Part of my series of notes from ICLR 2019 in New Orleans.
Introduction
- the problem of induction – how do people learn so much from so little?
- need learning mechanism to go from examples to concepts
- assuming “language of thought” to express complex concepts (somewhat provocatively…)
- example: grammar for boolean concepts, priors + noisy labelling to learn rules
- this can actually already explain human concept learning pretty damn well
- starts to struggle with many complex concepts, with many features, from lots of data
- stronger priors?
- neural networks?
- …
The Cultural Ratchet
- human concept learning actually doesn’t scale super well…
-
cultural ratchet to accumulate knowledge over generations
- amplifies limited individual learning
- see Tomasello 1999
- requires faithful transmission of concepts in a way that’s easier than directly learning
- maybe: language?!
- experiment to compare concept learning from language alone (teacher/student setup) vs. from examples
- language seems to be effective (learn concepts) and efficient (takes less time)

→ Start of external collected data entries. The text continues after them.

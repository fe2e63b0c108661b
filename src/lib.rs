pub mod analyzer;
pub mod config;
pub mod prompt;
pub mod render;
pub mod session;
pub mod storage;

// Re-export core types for convenience
pub use phenomatch_core::{
    catalog, category, embedding, leaderboard, ranking, similarity, Catalog, Category, Embedding,
    Leaderboard,
};
pub use session::{Analysis, AnalyzeError, Session};
//! Phenotype catalog: decoded reference embeddings grouped by family.
//!
//! Persisted layout, one JSON array per group:
//!
//! ```text
//! [ [name, embMale, embFemale], ..., [[name, embMale, embFemale], ...] ]
//! ```
//!
//! A group with one element holds only the nested list. With two or more, the
//! first element is the primary entry and the last is the nested list.

use serde_json::Value;
use std::fmt;

use crate::category::Category;
use crate::embedding::Embedding;
use crate::error::{EntryDecodeError, MalformedCatalogError};

#[derive(Debug, Clone, Copy, PartialEq, Eq, Hash)]
pub enum Member {
    Primary,
    Nested(usize),
}

/// Where an entry lives inside the catalog.
#[derive(Debug, Clone, Copy, PartialEq, Eq, Hash)]
pub struct EntryLocation {
    pub group: usize,
    pub member: Member,
}

impl fmt::Display for EntryLocation {
    fn fmt(&self, f: &mut fmt::Formatter<'_>) -> fmt::Result {
        match self.member {
            Member::Primary => write!(f, "group {} primary", self.group),
            Member::Nested(i) => write!(f, "group {} nested {}", self.group, i),
        }
    }
}

#[derive(Debug, Clone, PartialEq)]
pub struct CatalogEntry {
    pub name: String,
    embeddings: [Option<Embedding>; 2],
}

impl CatalogEntry {
    pub fn new(name: impl Into<String>, male: Option<Embedding>, female: Option<Embedding>) -> Self {
        Self {
            name: name.into(),
            embeddings: [male, female],
        }
    }

    /// Reference embedding for `category`, absent if it failed to decode.
    pub fn embedding(&self, category: Category) -> Option<&Embedding> {
        self.embeddings[category.slot()].as_ref()
    }

    fn to_payload(&self) -> Value {
        let slot = |c: Category| {
            self.embedding(c)
                .map(Embedding::to_base64)
                .unwrap_or_default()
        };
        Value::Array(vec![
            Value::String(self.name.clone()),
            Value::String(slot(Category::Male)),
            Value::String(slot(Category::Female)),
        ])
    }
}

#[derive(Debug, Clone, Default, PartialEq)]
pub struct CatalogGroup {
    pub primary: Option<CatalogEntry>,
    pub nested: Vec<CatalogEntry>,
}

impl CatalogGroup {
    /// No primary and no members: never ranked.
    pub fn is_degenerate(&self) -> bool {
        self.primary.is_none() && self.nested.is_empty()
    }

    pub fn entry_count(&self) -> usize {
        usize::from(self.primary.is_some()) + self.nested.len()
    }
}

/// Decoded catalog. Read-only once loaded; scoring borrows it.
#[derive(Debug, Clone, Default, PartialEq)]
pub struct Catalog {
    pub groups: Vec<CatalogGroup>,
}

impl Catalog {
    pub fn new(groups: Vec<CatalogGroup>) -> Self {
        Self { groups }
    }

    pub fn is_empty(&self) -> bool {
        self.groups.is_empty()
    }

    pub fn entry_count(&self) -> usize {
        self.groups.iter().map(CatalogGroup::entry_count).sum()
    }

    /// Re-encode into the persisted layout. Missing embeddings become "".
    pub fn to_payload(&self) -> Value {
        Value::Array(
            self.groups
                .iter()
                .map(|g| {
                    let nested = Value::Array(g.nested.iter().map(CatalogEntry::to_payload).collect());
                    match &g.primary {
                        Some(p) => Value::Array(vec![p.to_payload(), nested]),
                        None => Value::Array(vec![nested]),
                    }
                })
                .collect(),
        )
    }
}

#[derive(Debug, Clone, PartialEq)]
pub struct DecodeIssue {
    pub location: EntryLocation,
    /// Embedding slot that failed; `None` when the whole entry was skipped.
    pub category: Option<Category>,
    pub error: EntryDecodeError,
}

/// Entries skipped for a bad shape, or kept without an embedding that failed
/// to decode.
#[derive(Debug, Clone, Default, PartialEq)]
pub struct DecodeReport {
    pub issues: Vec<DecodeIssue>,
}

impl DecodeReport {
    pub fn is_clean(&self) -> bool {
        self.issues.is_empty()
    }
}

/// Parse a JSON catalog payload from text.
pub fn decode_str(raw: &str) -> Result<(Catalog, DecodeReport), MalformedCatalogError> {
    let value: Value = serde_json::from_str(raw)
        .map_err(|e| MalformedCatalogError::InvalidJson(e.to_string()))?;
    decode(&value)
}

/// Decode a persisted catalog payload.
pub fn decode(raw: &Value) -> Result<(Catalog, DecodeReport), MalformedCatalogError> {
    let groups = raw.as_array().ok_or(MalformedCatalogError::NotAList)?;
    let mut report = DecodeReport::default();
    let mut catalog = Catalog::default();

    for (gi, group) in groups.iter().enumerate() {
        let elements = group
            .as_array()
            .ok_or(MalformedCatalogError::GroupNotAList { group: gi })?;
        let (last, head) = elements
            .split_last()
            .ok_or(MalformedCatalogError::EmptyGroup { group: gi })?;
        let members = last
            .as_array()
            .ok_or(MalformedCatalogError::MissingNestedList { group: gi })?;

        let primary = match head.first() {
            Some(raw) => {
                let location = EntryLocation {
                    group: gi,
                    member: Member::Primary,
                };
                decode_entry(raw, location, &mut report)
            }
            None => None,
        };
        if head.len() > 1 {
            log::debug!("group {}: ignoring {} middle element(s)", gi, head.len() - 1);
        }

        let nested = members
            .iter()
            .enumerate()
            .filter_map(|(mi, raw)| {
                let location = EntryLocation {
                    group: gi,
                    member: Member::Nested(mi),
                };
                decode_entry(raw, location, &mut report)
            })
            .collect();

        let group = CatalogGroup { primary, nested };
        if group.is_degenerate() {
            log::warn!("group {} has no entries and will not be ranked", gi);
        }
        catalog.groups.push(group);
    }

    log::debug!(
        "decoded {} groups, {} entries, {} issue(s)",
        catalog.groups.len(),
        catalog.entry_count(),
        report.issues.len()
    );
    Ok((catalog, report))
}

/// Decode one `[name, male, female]` entry. A wrong shape skips the entry,
/// a bad embedding only drops that slot; both are recorded in `report`.
fn decode_entry(
    raw: &Value,
    location: EntryLocation,
    report: &mut DecodeReport,
) -> Option<CatalogEntry> {
    let fields: &[Value] = raw.as_array().map(Vec::as_slice).unwrap_or_default();
    let (name, male, female) = match fields {
        [Value::String(n), Value::String(m), Value::String(f)] => {
            (n.as_str(), m.as_str(), f.as_str())
        }
        _ => {
            let error = EntryDecodeError::BadShape {
                found: shape_of(raw),
            };
            log::warn!("{}: entry skipped: {}", location, error);
            report.issues.push(DecodeIssue {
                location,
                category: None,
                error,
            });
            return None;
        }
    };

    let mut slot = |encoded: &str, category: Category| match Embedding::from_base64(encoded) {
        Ok(e) => Some(e),
        Err(error) => {
            log::warn!("{} ({}): {} embedding skipped: {}", location, name, category.label(), error);
            report.issues.push(DecodeIssue {
                location,
                category: Some(category),
                error,
            });
            None
        }
    };
    let male = slot(male, Category::Male);
    let female = slot(female, Category::Female);
    Some(CatalogEntry::new(name, male, female))
}

fn shape_of(v: &Value) -> String {
    match v {
        Value::Array(a) if a.len() == 3 => "list with a non-string field".to_string(),
        Value::Array(a) => format!("list of {}", a.len()),
        Value::Null => "null".to_string(),
        Value::Bool(_) => "bool".to_string(),
        Value::Number(_) => "number".to_string(),
        Value::String(_) => "string".to_string(),
        Value::Object(_) => "object".to_string(),
    }
}

#[cfg(test)]
mod tests {
    use super::*;
    use crate::embedding::encode_embedding;
    use serde_json::json;

    fn entry(name: &str, m: &[f32], f: &[f32]) -> Value {
        json!([name, encode_embedding(m), encode_embedding(f)])
    }

    #[test]
    fn test_decode_group_shapes() {
        let raw = json!([
            [entry("Nordid", &[1.0, 0.0], &[0.0, 1.0]), [entry("Baltid", &[0.5, 0.5], &[0.2, 0.1])]],
            [[entry("Sinid", &[0.3, 0.3], &[0.1, 0.9])]],
            [entry("Lappid", &[1.0, 1.0], &[1.0, 1.0]), []],
        ]);
        let (catalog, report) = decode(&raw).unwrap();
        assert!(report.is_clean());
        assert_eq!(catalog.groups.len(), 3);

        let g0 = &catalog.groups[0];
        assert_eq!(g0.primary.as_ref().unwrap().name, "Nordid");
        assert_eq!(g0.nested[0].name, "Baltid");
        assert_eq!(
            g0.primary.as_ref().unwrap().embedding(Category::Female).unwrap().vector.to_vec(),
            vec![0.0, 1.0]
        );

        assert!(catalog.groups[1].primary.is_none());
        assert_eq!(catalog.groups[1].nested.len(), 1);
        assert!(catalog.groups[2].nested.is_empty());
        assert_eq!(catalog.entry_count(), 4);
    }

    #[test]
    fn test_middle_elements_ignored() {
        let raw = json!([[entry("A", &[1.0], &[1.0]), "ignored", 42, []]]);
        let (catalog, _) = decode(&raw).unwrap();
        assert_eq!(catalog.groups[0].primary.as_ref().unwrap().name, "A");
    }

    #[test]
    fn test_bad_embedding_is_recovered() {
        let raw = json!([[["Broken", "!!!", encode_embedding(&[1.0, 2.0])], []]]);
        let (catalog, report) = decode(&raw).unwrap();
        let p = catalog.groups[0].primary.as_ref().unwrap();
        assert!(p.embedding(Category::Male).is_none());
        assert!(p.embedding(Category::Female).is_some());
        assert_eq!(report.issues.len(), 1);
        assert_eq!(report.issues[0].category, Some(Category::Male));
        assert_eq!(
            report.issues[0].location,
            EntryLocation {
                group: 0,
                member: Member::Primary
            }
        );
    }

    #[test]
    fn test_structural_errors() {
        assert_eq!(decode(&json!({})), Err(MalformedCatalogError::NotAList));
        assert_eq!(
            decode(&json!([[]])),
            Err(MalformedCatalogError::EmptyGroup { group: 0 })
        );
        assert_eq!(
            decode(&json!([[[]], "x"])),
            Err(MalformedCatalogError::GroupNotAList { group: 1 })
        );
        assert_eq!(
            decode(&json!([[entry("A", &[1.0], &[1.0]), "not a list"]])),
            Err(MalformedCatalogError::MissingNestedList { group: 0 })
        );
    }

    #[test]
    fn test_bad_shape_entry_is_skipped() {
        let good = entry("Nordid", &[1.0, 0.0], &[0.0, 1.0]);
        let raw = json!([
            [good, [["Short", encode_embedding(&[1.0])], entry("Baltid", &[1.0, 0.1], &[0.1, 1.0])]],
            [good, []],
            [["Numeric", 7, encode_embedding(&[1.0])], []],
        ]);
        let (catalog, report) = decode(&raw).unwrap();

        assert_eq!(catalog.groups.len(), 3);
        assert_eq!(catalog.groups[0].nested.len(), 1);
        assert_eq!(catalog.groups[0].nested[0].name, "Baltid");
        assert!(catalog.groups[1].primary.is_some());
        assert!(catalog.groups[2].is_degenerate());
        assert_eq!(catalog.entry_count(), 3);

        assert_eq!(report.issues.len(), 2);
        let short = &report.issues[0];
        assert_eq!(
            short.location,
            EntryLocation {
                group: 0,
                member: Member::Nested(0)
            }
        );
        assert_eq!(short.category, None);
        assert_eq!(
            short.error,
            EntryDecodeError::BadShape {
                found: "list of 2".to_string()
            }
        );
        assert_eq!(
            report.issues[1].location,
            EntryLocation {
                group: 2,
                member: Member::Primary
            }
        );
        assert!(matches!(report.issues[1].error, EntryDecodeError::BadShape { .. }));
    }

    #[test]
    fn test_payload_round_trip() {
        let raw = json!([
            [entry("A", &[0.25, -1.0], &[3.0, 0.5]), [entry("A1", &[1.0, 2.0], &[2.0, 1.0])]],
            [[entry("B1", &[0.1, 0.2], &[0.3, 0.4])]],
        ]);
        let (catalog, _) = decode(&raw).unwrap();
        assert_eq!(catalog.to_payload(), raw);
    }
}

- some modeling to understand the “teaching utterances” people use
- v. small dataset – 365 utterances
- pretty simple model with LSTM + CNN encoders
- agreement with teacher similar as for humans
- doesn’t seem to be doing “the right thing” though
- what kind of language do teachers use?
- language of generalisation
- baseline to compare – reference game (describe which object to choose – concretely rather than concepts)
- e.g. find that bare plural generics are more prevalent in concept teaching setting
- aside: reference games are super nice for grounded language data
- hypothesis: cultural ratchet arises specifically from ability of language to convey generalisations
Generics
- how do we learn from generics?
- our interpretation of them differs weirdly, wtf is going on
- generics as minimal examples
- but also, teaching has social force – someone is intending it as an example
- two models
- rational speech acts – to model minimal example viewpoint
- pragmatic listener – to model social force viewpoint
- collect some data…
- prior expectations of prevalence are different depending on the property
- e.g. true or false: “Birds lay eggs” vs. “Birds are female”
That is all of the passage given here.